TASK INPUTS

BEGIN

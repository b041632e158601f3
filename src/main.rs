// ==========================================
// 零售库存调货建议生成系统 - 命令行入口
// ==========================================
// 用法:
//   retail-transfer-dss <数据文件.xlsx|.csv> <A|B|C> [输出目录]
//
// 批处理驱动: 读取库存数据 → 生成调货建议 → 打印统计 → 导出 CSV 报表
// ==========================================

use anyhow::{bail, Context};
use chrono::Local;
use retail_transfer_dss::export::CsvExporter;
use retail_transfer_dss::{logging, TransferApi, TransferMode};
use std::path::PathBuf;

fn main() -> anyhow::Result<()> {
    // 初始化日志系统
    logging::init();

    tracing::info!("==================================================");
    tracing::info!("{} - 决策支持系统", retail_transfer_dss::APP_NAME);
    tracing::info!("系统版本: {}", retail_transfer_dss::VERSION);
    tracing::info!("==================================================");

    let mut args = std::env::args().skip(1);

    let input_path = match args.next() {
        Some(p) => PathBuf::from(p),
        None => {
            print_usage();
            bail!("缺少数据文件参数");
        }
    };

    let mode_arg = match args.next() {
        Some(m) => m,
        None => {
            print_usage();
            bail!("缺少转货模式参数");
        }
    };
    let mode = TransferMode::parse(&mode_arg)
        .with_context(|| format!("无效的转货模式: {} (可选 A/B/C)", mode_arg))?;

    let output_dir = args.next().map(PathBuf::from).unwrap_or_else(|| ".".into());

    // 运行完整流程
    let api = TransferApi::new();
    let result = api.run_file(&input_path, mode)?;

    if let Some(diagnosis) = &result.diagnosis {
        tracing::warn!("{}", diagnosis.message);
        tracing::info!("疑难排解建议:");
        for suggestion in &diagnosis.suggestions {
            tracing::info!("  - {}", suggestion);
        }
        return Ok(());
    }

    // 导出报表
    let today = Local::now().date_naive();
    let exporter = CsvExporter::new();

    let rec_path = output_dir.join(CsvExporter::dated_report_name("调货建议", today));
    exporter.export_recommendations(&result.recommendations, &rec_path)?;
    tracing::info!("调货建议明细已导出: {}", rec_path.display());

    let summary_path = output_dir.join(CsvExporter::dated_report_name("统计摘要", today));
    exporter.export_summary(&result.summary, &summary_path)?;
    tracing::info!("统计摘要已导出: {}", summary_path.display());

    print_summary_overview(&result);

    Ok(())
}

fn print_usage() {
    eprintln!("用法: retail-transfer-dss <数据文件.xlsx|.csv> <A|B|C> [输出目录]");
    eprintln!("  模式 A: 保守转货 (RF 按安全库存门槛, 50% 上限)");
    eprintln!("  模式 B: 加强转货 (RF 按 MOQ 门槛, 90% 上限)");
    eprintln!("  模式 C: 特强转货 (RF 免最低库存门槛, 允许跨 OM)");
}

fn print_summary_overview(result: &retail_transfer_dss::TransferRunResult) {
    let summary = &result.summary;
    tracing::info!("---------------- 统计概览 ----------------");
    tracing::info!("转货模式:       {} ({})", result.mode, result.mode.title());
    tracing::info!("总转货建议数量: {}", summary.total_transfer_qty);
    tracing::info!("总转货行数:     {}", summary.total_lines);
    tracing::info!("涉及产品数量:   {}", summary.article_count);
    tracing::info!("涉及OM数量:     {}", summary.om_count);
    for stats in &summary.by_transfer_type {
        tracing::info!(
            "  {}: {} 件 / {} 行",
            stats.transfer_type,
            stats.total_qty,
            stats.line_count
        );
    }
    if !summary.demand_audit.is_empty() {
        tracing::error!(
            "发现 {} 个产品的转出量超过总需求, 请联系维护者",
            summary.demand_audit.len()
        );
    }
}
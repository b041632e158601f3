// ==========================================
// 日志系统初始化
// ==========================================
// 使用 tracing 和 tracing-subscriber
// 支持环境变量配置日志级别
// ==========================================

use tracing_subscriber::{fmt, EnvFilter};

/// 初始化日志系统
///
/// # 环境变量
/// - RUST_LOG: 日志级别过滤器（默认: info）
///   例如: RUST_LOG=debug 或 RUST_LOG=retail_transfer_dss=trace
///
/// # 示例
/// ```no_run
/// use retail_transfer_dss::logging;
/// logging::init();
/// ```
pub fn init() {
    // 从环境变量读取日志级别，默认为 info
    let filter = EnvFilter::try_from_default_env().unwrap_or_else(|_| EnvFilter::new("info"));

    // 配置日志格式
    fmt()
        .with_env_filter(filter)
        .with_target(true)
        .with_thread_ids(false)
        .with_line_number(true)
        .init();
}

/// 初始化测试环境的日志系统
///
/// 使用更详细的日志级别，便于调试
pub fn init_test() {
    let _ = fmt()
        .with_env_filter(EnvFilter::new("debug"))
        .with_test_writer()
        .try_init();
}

END

Every line in the listing that holds the string "xlsx" should be copied out.

//   retail-transfer-dss <数据文件.xlsx|.csv> <A|B|C> [输出目录]
    eprintln!("用法: retail-transfer-dss <数据文件.xlsx|.csv> <A|B|C> [输出目录]");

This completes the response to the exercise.